Whole Child Symposium

Choosing Your Tomorrow Today

Choosing your tomorrow today. What does this phrase mean to you? Probably your first thought is that it conveys an understanding that what we decide today affects what we become tomorrow. Obviously skills, behaviors, and knowledge learned today increase or decrease the potential for us all to do things in the future. But is there more to this phrase? Can it be parsed out? Take each word one at a time.

Choosing

What does this word conjure up?
Choice can bring empowerment.
Choice can develop responsibility and ownership.
Choice is an important concept.

Your

What meaning comes to mind?
It can indicate autonomy.
It promotes voice—your voice.
It can also speak to personalization and individualization.

Tomorrow

Tomorrow can mean the future.
It can refer to how our society and our economy grows, develops, and matures.
Or it can just refer to tomorrow, because the future starts today.

Today

Is that the 21st century?
Or is it this school year?
Or is it now?

The decisions we make today—for our systems, our schools, and our classrooms—will affect what all of our tomorrows will look like tomorrow.
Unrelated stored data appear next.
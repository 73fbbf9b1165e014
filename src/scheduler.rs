//! Update-synchronized polling loop.
//!
//! The scheduler wakes every sixty seconds and looks at the minute of the
//! hour: minute 0 clears all dedup caches, minute 1 re-resolves the upload
//! timers, and every watch whose window (or fixed interval) is open gets a
//! scan pass. Watches run one at a time; a failing watch never stops the
//! others.

use anyhow::{Context, Result};
use chrono::{Local, Timelike};
use std::collections::HashMap;
use std::sync::Arc;
use std::time::{Duration, Instant};
use tokio::time::MissedTickBehavior;
use tracing::{debug, info, instrument, warn};

use crate::batch::split_batches;
use crate::config::{Config, WatchConfig};
use crate::dedup::DedupCache;
use crate::discord::{limits_for, render_batch, Delivered, NotificationSink};
use crate::model::{Cadence, TimerSelector};
use crate::saddlebag::{select_refresh_minute, ScanService, UpstreamError};

const TICK_INTERVAL: Duration = Duration::from_secs(60);
/// Pause between consecutive watch scans within one evaluation.
const SCAN_SPACING: Duration = Duration::from_secs(1);

type TimerKey = (String, TimerSelector);

/// Upload refresh minutes per (region, selector), re-resolved once an hour.
#[derive(Debug, Default)]
pub struct ScheduleState {
    refresh_minutes: HashMap<TimerKey, u32>,
}

impl ScheduleState {
    pub fn refresh_minute(&self, region: &str, selector: TimerSelector) -> Option<u32> {
        self.refresh_minutes
            .get(&(region.to_string(), selector))
            .copied()
    }
}

/// One watch's runtime state: the loaded config plus the dedup cache and
/// the time of its last fixed-interval attempt.
#[derive(Debug)]
pub struct WatchState {
    pub config: WatchConfig,
    pub cache: DedupCache,
    last_attempt: Option<Instant>,
}

impl WatchState {
    fn new(config: WatchConfig) -> Self {
        let cache = DedupCache::new(config.suppress_repeats);
        Self {
            config,
            cache,
            last_attempt: None,
        }
    }

    fn due_at(&self, minute: u32, timers: &ScheduleState) -> bool {
        match self.config.spec.cadence() {
            Cadence::UploadWindow {
                selector,
                offset_low,
                offset_high,
            } => {
                let Some((region, _)) = self.config.spec.timer_key() else {
                    return false;
                };
                match timers.refresh_minute(&region, selector) {
                    Some(refresh) => in_window(minute, refresh, offset_low, offset_high),
                    None => false,
                }
            }
            Cadence::FixedInterval { secs } => self
                .last_attempt
                .map_or(true, |t| t.elapsed() >= Duration::from_secs(secs)),
        }
    }
}

/// The scan window opens `low` minutes after the refresh minute and closes
/// after `high`. Minute arithmetic is plain comparison with no wraparound;
/// upstream refresh minutes sit mid-hour, so windows crossing minute 59
/// do not occur in practice.
pub(crate) fn in_window(minute: u32, refresh: u32, low: u32, high: u32) -> bool {
    refresh + low <= minute && minute <= refresh + high
}

/// Counters from one watch pass, for logging and tests.
#[derive(Debug, Default, Clone, Copy, PartialEq, Eq)]
pub struct PassStats {
    /// Items parsed out of the scan response.
    pub matches: usize,
    /// Items that survived dedup.
    pub fresh: usize,
    /// Batches delivered.
    pub sent: usize,
    /// Batches dropped after delivery retries.
    pub failed: usize,
}

pub struct PollScheduler {
    watches: Vec<WatchState>,
    timers: ScheduleState,
    scan: Arc<dyn ScanService>,
    sink: Arc<dyn NotificationSink>,
}

impl PollScheduler {
    pub fn new(config: Config, scan: Arc<dyn ScanService>, sink: Arc<dyn NotificationSink>) -> Self {
        let watches = config.watches.into_iter().map(WatchState::new).collect();
        Self {
            watches,
            timers: ScheduleState::default(),
            scan,
            sink,
        }
    }

    pub fn watches(&self) -> &[WatchState] {
        &self.watches
    }

    pub fn timers(&self) -> &ScheduleState {
        &self.timers
    }

    /// Distinct (region, selector) pairs the window watches depend on, in
    /// watch order.
    fn timer_keys(&self) -> Vec<TimerKey> {
        let mut keys: Vec<TimerKey> = Vec::new();
        for watch in &self.watches {
            if let Some(key) = watch.config.spec.timer_key() {
                if !keys.contains(&key) {
                    keys.push(key);
                }
            }
        }
        keys
    }

    /// Resolve every needed upload timer. Runs before the loop starts; a
    /// failure here is fatal since window watches cannot be scheduled
    /// without a refresh minute.
    pub async fn prime_timers(&mut self) -> Result<(), UpstreamError> {
        let keys = self.timer_keys();
        if keys.is_empty() {
            return Ok(());
        }
        let timers = self.scan.upload_timers().await?;
        for (region, selector) in keys {
            let minute = select_refresh_minute(&timers, &region, selector).ok_or_else(|| {
                UpstreamError::MissingTimer {
                    region: region.clone(),
                    selector,
                }
            })?;
            info!(%region, ?selector, minute, "resolved upload timer");
            self.timers.refresh_minutes.insert((region, selector), minute);
        }
        Ok(())
    }

    /// Hourly timer refresh. Any key that cannot be re-resolved keeps its
    /// previous minute.
    async fn refresh_timers(&mut self) {
        let keys = self.timer_keys();
        if keys.is_empty() {
            return;
        }
        let timers = match self.scan.upload_timers().await {
            Ok(timers) => timers,
            Err(err) => {
                warn!(%err, "upload timer refresh failed, keeping previous minutes");
                return;
            }
        };
        for (region, selector) in keys {
            match select_refresh_minute(&timers, &region, selector) {
                Some(minute) => {
                    debug!(%region, ?selector, minute, "upload timer refreshed");
                    self.timers.refresh_minutes.insert((region, selector), minute);
                }
                None => {
                    warn!(%region, ?selector, "no upload timer record, keeping previous minute");
                }
            }
        }
    }

    /// Scan every watch regardless of cadence. Used for the eager pass at
    /// startup.
    pub async fn run_all_watches(&mut self) {
        let due: Vec<usize> = (0..self.watches.len()).collect();
        self.run_due_watches(&due).await;
    }

    /// One scheduler evaluation for the given minute of the hour.
    pub async fn tick_at(&mut self, minute: u32) {
        if minute == 0 {
            info!("clearing alert records");
            for watch in &mut self.watches {
                watch.cache.clear();
            }
        }
        if minute == 1 {
            self.refresh_timers().await;
        }
        let due: Vec<usize> = self
            .watches
            .iter()
            .enumerate()
            .filter(|(_, w)| w.due_at(minute, &self.timers))
            .map(|(i, _)| i)
            .collect();
        if due.is_empty() {
            debug!(minute, "no watches due");
            return;
        }
        self.run_due_watches(&due).await;
    }

    async fn run_due_watches(&mut self, due: &[usize]) {
        for (i, &idx) in due.iter().enumerate() {
            if i > 0 {
                tokio::time::sleep(SCAN_SPACING).await;
            }
            let watch = &mut self.watches[idx];
            let name = watch.config.name.clone();
            match run_watch_pass(self.scan.as_ref(), self.sink.as_ref(), watch).await {
                Ok(stats) if stats.matches == 0 => {
                    info!(watch = %name, "no matches");
                }
                Ok(stats) => {
                    info!(
                        watch = %name,
                        matches = stats.matches,
                        fresh = stats.fresh,
                        sent = stats.sent,
                        failed = stats.failed,
                        "pass complete"
                    );
                }
                Err(err) => {
                    warn!(watch = %name, %err, "scan failed, keeping previous state");
                }
            }
        }
    }

    /// Run one eager pass, prime the timers, then evaluate once a minute
    /// forever.
    pub async fn run(&mut self) -> Result<()> {
        info!(watches = self.watches.len(), "running startup scan");
        self.run_all_watches().await;
        self.prime_timers()
            .await
            .context("initial upload timer resolution failed")?;

        let mut ticker = tokio::time::interval(TICK_INTERVAL);
        ticker.set_missed_tick_behavior(MissedTickBehavior::Delay);
        // The first tick completes immediately; the eager pass above
        // already covered it.
        ticker.tick().await;
        loop {
            ticker.tick().await;
            let minute = Local::now().minute();
            self.tick_at(minute).await;
        }
    }
}

/// Fetch, dedup, batch, and deliver for one watch. Upstream failures abort
/// the pass with previous state intact; delivery failures drop the affected
/// batch and carry on.
#[instrument(skip_all, fields(watch = %watch.config.name, kind = watch.config.spec.kind_name()))]
async fn run_watch_pass(
    scan: &dyn ScanService,
    sink: &dyn NotificationSink,
    watch: &mut WatchState,
) -> Result<PassStats, UpstreamError> {
    watch.last_attempt = Some(Instant::now());
    let spec = &watch.config.spec;
    let body = spec.build_request();
    let raw = scan.scan(spec.endpoint(), &body).await?;
    let groups = spec.parse_response(&raw);

    let mut stats = PassStats::default();
    for group in groups {
        stats.matches += group.items.len();
        let fresh = watch.cache.filter(group.items);
        if fresh.is_empty() {
            continue;
        }
        stats.fresh += fresh.len();
        let entries = fresh.into_iter().map(|item| item.entry).collect();
        for one in split_batches(entries, limits_for(&group.presentation)) {
            let payload = render_batch(&group.presentation, &one, spec.mention());
            match sink.deliver(&watch.config.webhook_url, &payload).await {
                Ok(Delivered::Sent) => stats.sent += 1,
                Ok(Delivered::Skipped) => {}
                Err(err) => {
                    warn!(%err, "delivery failed, dropping batch");
                    stats.failed += 1;
                }
            }
        }
    }
    Ok(stats)
}

#[cfg(test)]
mod tests {
    use super::*;
    use crate::watch::WatchSpec;
    use serde_json::json;

    fn window_watch() -> WatchState {
        WatchState::new(WatchConfig {
            name: "thrall".into(),
            webhook_name: "main".into(),
            webhook_url: "https://hook/main".into(),
            suppress_repeats: true,
            spec: WatchSpec::WowPricecheck {
                region: "NA".into(),
                home_realm_name: "Thrall".into(),
                user_auctions: vec![json!({"itemID": 168487})],
            },
        })
    }

    fn fixed_watch() -> WatchState {
        WatchState::new(WatchConfig {
            name: "famfrit".into(),
            webhook_name: "main".into(),
            webhook_url: "https://hook/main".into(),
            suppress_repeats: true,
            spec: WatchSpec::FfxivPricecheck {
                home_server: "Famfrit".into(),
                user_auctions: vec![json!({"itemID": 44162})],
                mention: String::new(),
            },
        })
    }

    fn timers_with(region: &str, selector: TimerSelector, minute: u32) -> ScheduleState {
        let mut state = ScheduleState::default();
        state
            .refresh_minutes
            .insert((region.to_string(), selector), minute);
        state
    }

    #[test]
    fn window_opens_after_low_and_closes_after_high_offset() {
        for minute in [55, 56, 57, 58, 59] {
            assert!(in_window(minute, 52, 3, 7), "minute {minute} should match");
        }
        for minute in [0, 1, 50, 52, 54] {
            assert!(!in_window(minute, 52, 3, 7), "minute {minute} should not match");
        }
    }

    #[test]
    fn window_never_wraps_past_the_hour() {
        // refresh at 58: the whole window lies beyond any real minute.
        for minute in 0..60 {
            assert!(!in_window(minute, 58, 3, 7));
        }
    }

    #[test]
    fn watch_due_only_inside_its_window() {
        let watch = window_watch();
        let timers = timers_with("NA", TimerSelector::Simple, 52);
        assert!(watch.due_at(55, &timers));
        assert!(watch.due_at(59, &timers));
        assert!(!watch.due_at(54, &timers));
        assert!(!watch.due_at(0, &timers));
    }

    #[test]
    fn watch_not_due_without_a_resolved_timer() {
        let watch = window_watch();
        assert!(!watch.due_at(55, &ScheduleState::default()));
    }

    #[test]
    fn fixed_interval_watch_is_due_until_first_attempt() {
        let mut watch = fixed_watch();
        let timers = ScheduleState::default();
        assert!(watch.due_at(17, &timers));
        watch.last_attempt = Some(Instant::now());
        assert!(!watch.due_at(18, &timers));
    }
}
This month ASCD launches its inaugural Whole Child Symposium—a conversation about the future of education comprising three events over eight weeks that includes not only some of the leading educators and thinkers, but also you and your voice.

So, what does it mean to you? What do you think is most important? What word has the greatest impact, the greatest potential, and the greatest need? Follow the conversation here on the blog, share your thoughts in the comments and by e-mail, and pose your questions on Twitter using the hashtag #WCSymposium2014.

Whole Child Symposium Town Hall

Learn more at www.ascd.org/wcsymposium.

Comments (3)

Lisa Conran

March 6, 2014

Using the word “choose” indicates that each child has a choice in his/her education. He/she can apply themselves and succeed or just sit at a desk each day. He/she can get up every day and go to school or sleep in and stay home. He/She can can become involved in school life and make a difference or just let things happen. Ultimately it is the child’s choices that determine their life path, no one can do it for them. Choice is ownership and responsibility.

Mike Thayer

March 13, 2014

I’ve had trouble putting into words what bugs me about the phrase “Choosing Your Tomorrow Today”, but I think I put my finger on it.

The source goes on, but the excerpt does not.